(Stored items)
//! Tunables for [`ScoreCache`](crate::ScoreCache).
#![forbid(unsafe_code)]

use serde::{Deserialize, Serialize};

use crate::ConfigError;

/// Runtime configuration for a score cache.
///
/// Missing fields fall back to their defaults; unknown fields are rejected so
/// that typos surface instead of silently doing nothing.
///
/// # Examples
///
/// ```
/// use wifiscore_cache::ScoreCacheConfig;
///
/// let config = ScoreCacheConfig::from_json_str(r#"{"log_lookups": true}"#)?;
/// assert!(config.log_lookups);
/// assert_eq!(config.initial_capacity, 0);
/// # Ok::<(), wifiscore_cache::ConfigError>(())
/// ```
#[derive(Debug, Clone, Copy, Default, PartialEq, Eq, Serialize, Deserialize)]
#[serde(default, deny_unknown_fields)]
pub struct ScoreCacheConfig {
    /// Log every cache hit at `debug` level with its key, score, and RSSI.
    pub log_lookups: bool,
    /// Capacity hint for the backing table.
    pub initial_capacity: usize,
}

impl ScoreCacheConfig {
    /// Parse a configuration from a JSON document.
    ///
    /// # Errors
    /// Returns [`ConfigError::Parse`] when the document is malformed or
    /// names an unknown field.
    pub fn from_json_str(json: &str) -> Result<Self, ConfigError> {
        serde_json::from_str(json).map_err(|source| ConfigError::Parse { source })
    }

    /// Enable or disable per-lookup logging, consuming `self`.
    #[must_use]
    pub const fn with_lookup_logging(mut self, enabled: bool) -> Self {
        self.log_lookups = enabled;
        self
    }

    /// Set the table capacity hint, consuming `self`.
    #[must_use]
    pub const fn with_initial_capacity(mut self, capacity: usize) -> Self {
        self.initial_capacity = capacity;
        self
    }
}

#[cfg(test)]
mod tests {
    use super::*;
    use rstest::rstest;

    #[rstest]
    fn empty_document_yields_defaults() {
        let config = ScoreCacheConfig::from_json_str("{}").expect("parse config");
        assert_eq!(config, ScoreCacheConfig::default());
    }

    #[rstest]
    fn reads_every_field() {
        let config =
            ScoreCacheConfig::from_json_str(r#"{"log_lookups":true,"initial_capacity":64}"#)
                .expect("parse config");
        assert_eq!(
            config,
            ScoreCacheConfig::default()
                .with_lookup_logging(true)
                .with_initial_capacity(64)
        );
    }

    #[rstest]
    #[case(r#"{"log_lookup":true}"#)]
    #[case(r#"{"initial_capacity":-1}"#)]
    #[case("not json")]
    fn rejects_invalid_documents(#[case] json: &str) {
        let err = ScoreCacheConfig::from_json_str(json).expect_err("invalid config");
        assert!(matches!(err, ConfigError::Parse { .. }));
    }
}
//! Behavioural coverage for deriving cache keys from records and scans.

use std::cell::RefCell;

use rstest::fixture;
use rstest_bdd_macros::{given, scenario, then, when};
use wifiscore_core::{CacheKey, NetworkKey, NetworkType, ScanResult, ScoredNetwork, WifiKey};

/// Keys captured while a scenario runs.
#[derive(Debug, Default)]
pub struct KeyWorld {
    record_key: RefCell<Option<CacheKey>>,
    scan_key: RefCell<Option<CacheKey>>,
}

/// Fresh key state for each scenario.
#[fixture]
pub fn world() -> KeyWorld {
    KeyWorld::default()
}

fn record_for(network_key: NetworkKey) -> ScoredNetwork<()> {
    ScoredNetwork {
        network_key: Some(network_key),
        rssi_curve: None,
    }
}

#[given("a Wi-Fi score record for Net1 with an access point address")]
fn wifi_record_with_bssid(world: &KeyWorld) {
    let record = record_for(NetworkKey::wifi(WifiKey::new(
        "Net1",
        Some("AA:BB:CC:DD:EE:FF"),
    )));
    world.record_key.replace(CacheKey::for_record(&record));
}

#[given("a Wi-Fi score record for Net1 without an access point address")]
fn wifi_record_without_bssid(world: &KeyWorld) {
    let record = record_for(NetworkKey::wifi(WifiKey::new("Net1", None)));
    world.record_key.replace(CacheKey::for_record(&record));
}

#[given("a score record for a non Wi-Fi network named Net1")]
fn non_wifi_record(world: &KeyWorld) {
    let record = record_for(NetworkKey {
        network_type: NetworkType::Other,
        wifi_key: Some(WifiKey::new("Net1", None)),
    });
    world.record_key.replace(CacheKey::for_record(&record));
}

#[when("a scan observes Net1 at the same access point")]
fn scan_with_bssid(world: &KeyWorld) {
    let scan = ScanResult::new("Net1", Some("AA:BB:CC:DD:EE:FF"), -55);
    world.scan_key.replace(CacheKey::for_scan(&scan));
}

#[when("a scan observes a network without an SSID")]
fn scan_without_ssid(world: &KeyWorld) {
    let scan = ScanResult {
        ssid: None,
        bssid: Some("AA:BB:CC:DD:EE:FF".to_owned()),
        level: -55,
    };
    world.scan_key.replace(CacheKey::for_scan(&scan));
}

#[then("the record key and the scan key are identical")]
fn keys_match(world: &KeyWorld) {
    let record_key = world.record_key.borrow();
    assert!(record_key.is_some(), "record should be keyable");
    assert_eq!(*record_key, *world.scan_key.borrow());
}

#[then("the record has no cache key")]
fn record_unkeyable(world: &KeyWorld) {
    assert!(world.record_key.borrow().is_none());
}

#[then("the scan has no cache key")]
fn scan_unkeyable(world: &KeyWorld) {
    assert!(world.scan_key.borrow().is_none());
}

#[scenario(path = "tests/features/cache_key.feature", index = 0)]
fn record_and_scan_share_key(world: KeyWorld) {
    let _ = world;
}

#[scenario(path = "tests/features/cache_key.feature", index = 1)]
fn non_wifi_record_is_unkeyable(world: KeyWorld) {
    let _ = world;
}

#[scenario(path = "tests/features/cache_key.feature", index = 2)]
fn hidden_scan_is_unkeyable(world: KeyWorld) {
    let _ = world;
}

Exercise objective -> The answer must restate all of the entries exactly.

Answer to the exercise ->
//! Tunables for [`ScoreCache`](crate::ScoreCache).
#![forbid(unsafe_code)]

use serde::{Deserialize, Serialize};

use crate::ConfigError;

/// Runtime configuration for a score cache.
///
/// Missing fields fall back to their defaults; unknown fields are rejected so
/// that typos surface instead of silently doing nothing.
///
/// # Examples
///
/// ```
/// use wifiscore_cache::ScoreCacheConfig;
///
/// let config = ScoreCacheConfig::from_json_str(r#"{"log_lookups": true}"#)?;
/// assert!(config.log_lookups);
/// assert_eq!(config.initial_capacity, 0);
/// # Ok::<(), wifiscore_cache::ConfigError>(())
/// ```
#[derive(Debug, Clone, Copy, Default, PartialEq, Eq, Serialize, Deserialize)]
#[serde(default, deny_unknown_fields)]
pub struct ScoreCacheConfig {
    /// Log every cache hit at `debug` level with its key, score, and RSSI.
    pub log_lookups: bool,
    /// Capacity hint for the backing table.
    pub initial_capacity: usize,
}

impl ScoreCacheConfig {
    /// Parse a configuration from a JSON document.
    ///
    /// # Errors
    /// Returns [`ConfigError::Parse`] when the document is malformed or
    /// names an unknown field.
    pub fn from_json_str(json: &str) -> Result<Self, ConfigError> {
        serde_json::from_str(json).map_err(|source| ConfigError::Parse { source })
    }

    /// Enable or disable per-lookup logging, consuming `self`.
    #[must_use]
    pub const fn with_lookup_logging(mut self, enabled: bool) -> Self {
        self.log_lookups = enabled;
        self
    }

    /// Set the table capacity hint, consuming `self`.
    #[must_use]
    pub const fn with_initial_capacity(mut self, capacity: usize) -> Self {
        self.initial_capacity = capacity;
        self
    }
}

#[cfg(test)]
mod tests {
    use super::*;
    use rstest::rstest;

    #[rstest]
    fn empty_document_yields_defaults() {
        let config = ScoreCacheConfig::from_json_str("{}").expect("parse config");
        assert_eq!(config, ScoreCacheConfig::default());
    }

    #[rstest]
    fn reads_every_field() {
        let config =
            ScoreCacheConfig::from_json_str(r#"{"log_lookups":true,"initial_capacity":64}"#)
                .expect("parse config");
        assert_eq!(
            config,
            ScoreCacheConfig::default()
                .with_lookup_logging(true)
                .with_initial_capacity(64)
        );
    }

    #[rstest]
    #[case(r#"{"log_lookup":true}"#)]
    #[case(r#"{"initial_capacity":-1}"#)]
    #[case("not json")]
    fn rejects_invalid_documents(#[case] json: &str) {
        let err = ScoreCacheConfig::from_json_str(json).expect_err("invalid config");
        assert!(matches!(err, ConfigError::Parse { .. }));
    }
}
//! Behavioural coverage for deriving cache keys from records and scans.

use std::cell::RefCell;

use rstest::fixture;
use rstest_bdd_macros::{given, scenario, then, when};
use wifiscore_core::{CacheKey, NetworkKey, NetworkType, ScanResult, ScoredNetwork, WifiKey};

/// Keys captured while a scenario runs.
#[derive(Debug, Default)]
pub struct KeyWorld {
    record_key: RefCell<Option<CacheKey>>,
    scan_key: RefCell<Option<CacheKey>>,
}

/// Fresh key state for each scenario.
#[fixture]
pub fn world() -> KeyWorld {
    KeyWorld::default()
}

fn record_for(network_key: NetworkKey) -> ScoredNetwork<()> {
    ScoredNetwork {
        network_key: Some(network_key),
        rssi_curve: None,
    }
}

#[given("a Wi-Fi score record for Net1 with an access point address")]
fn wifi_record_with_bssid(world: &KeyWorld) {
    let record = record_for(NetworkKey::wifi(WifiKey::new(
        "Net1",
        Some("AA:BB:CC:DD:EE:FF"),
    )));
    world.record_key.replace(CacheKey::for_record(&record));
}

#[given("a Wi-Fi score record for Net1 without an access point address")]
fn wifi_record_without_bssid(world: &KeyWorld) {
    let record = record_for(NetworkKey::wifi(WifiKey::new("Net1", None)));
    world.record_key.replace(CacheKey::for_record(&record));
}

#[given("a score record for a non Wi-Fi network named Net1")]
fn non_wifi_record(world: &KeyWorld) {
    let record = record_for(NetworkKey {
        network_type: NetworkType::Other,
        wifi_key: Some(WifiKey::new("Net1", None)),
    });
    world.record_key.replace(CacheKey::for_record(&record));
}

#[when("a scan observes Net1 at the same access point")]
fn scan_with_bssid(world: &KeyWorld) {
    let scan = ScanResult::new("Net1", Some("AA:BB:CC:DD:EE:FF"), -55);
    world.scan_key.replace(CacheKey::for_scan(&scan));
}

#[when("a scan observes a network without an SSID")]
fn scan_without_ssid(world: &KeyWorld) {
    let scan = ScanResult {
        ssid: None,
        bssid: Some("AA:BB:CC:DD:EE:FF".to_owned()),
        level: -55,
    };
    world.scan_key.replace(CacheKey::for_scan(&scan));
}

#[then("the record key and the scan key are identical")]
fn keys_match(world: &KeyWorld) {
    let record_key = world.record_key.borrow();
    assert!(record_key.is_some(), "record should be keyable");
    assert_eq!(*record_key, *world.scan_key.borrow());
}

#[then("the record has no cache key")]
fn record_unkeyable(world: &KeyWorld) {
    assert!(world.record_key.borrow().is_none());
}

#[then("the scan has no cache key")]
fn scan_unkeyable(world: &KeyWorld) {
    assert!(world.scan_key.borrow().is_none());
}

#[scenario(path = "tests/features/cache_key.feature", index = 0)]
fn record_and_scan_share_key(world: KeyWorld) {
    let _ = world;
}

#[scenario(path = "tests/features/cache_key.feature", index = 1)]
fn non_wifi_record_is_unkeyable(world: KeyWorld) {
    let _ = world;
}

#[scenario(path = "tests/features/cache_key.feature", index = 2)]
fn hidden_scan_is_unkeyable(world: KeyWorld) {
    let _ = world;
}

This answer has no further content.